[Stored data entries]
----
/// Read-only descent; returns the frame path and whether a `Key` seek was
/// exact. `None` means the tree is empty.
pub(crate) fn descend<M: Mode>(
    txn: &Transaction<'_, M>,
    db: &Db,
    cmp: CmpFn,
    seek: SeekKey<'_>,
) -> Result<Option<(Frames, bool)>> {
    if db.root == P_INVALID {
        return Ok(None);
    }
    let mut frames = Frames::new();
    let mut pgno = db.root;
    loop {
        let page = txn.get_page(PageId(pgno))?;
        if page.is_leaf() {
            let (idx, exact) = leaf_index(page, seek, cmp)?;
            frames.push((pgno, idx));
            return Ok(Some((frames, exact)));
        }
        let idx = branch_index(page, seek, cmp)?;
        let child = page.node_child(idx)?;
        frames.push((pgno, idx));
        pgno = child.0;
    }
}

/// Modifying descent: copy-on-write every page on the path, patching parent
/// child pointers and the descriptor root as pages move.
pub(crate) fn descend_modify(
    txn: &mut Transaction<'_, Write>,
    db: &mut Db,
    cmp: CmpFn,
    seek: SeekKey<'_>,
) -> Result<Option<(Frames, bool)>> {
    if db.root == P_INVALID {
        return Ok(None);
    }
    let mut frames = Frames::new();
    let mut pgno = db.root;
    let mut parent: Option<(PageId, usize)> = None;
    loop {
        pgno = txn.touch(PageId(pgno), parent)?.0;
        if parent.is_none() {
            db.root = pgno;
        }
        let (is_leaf, idx, exact, child) = {
            let page = txn.get_page(PageId(pgno))?;
            if page.is_leaf() {
                let (idx, exact) = leaf_index(page, seek, cmp)?;
                (true, idx, exact, 0)
            } else {
                let idx = branch_index(page, seek, cmp)?;
                (false, idx, false, page.node_child(idx)?.0)
            }
        };
        frames.push((pgno, idx));
        if is_leaf {
            return Ok(Some((frames, exact)));
        }
        parent = Some((PageId(pgno), idx));
        pgno = child;
    }
}

/// Owned copy of one node, used when nodes move between pages
enum OwnedPayload {
    Data(Vec<u8>),
    Overflow(u64, usize),
    Child(u64),
}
----
Only lines containing the word "pages" matter here: count them in the entries and give the number, nothing else.

Expected answer: 2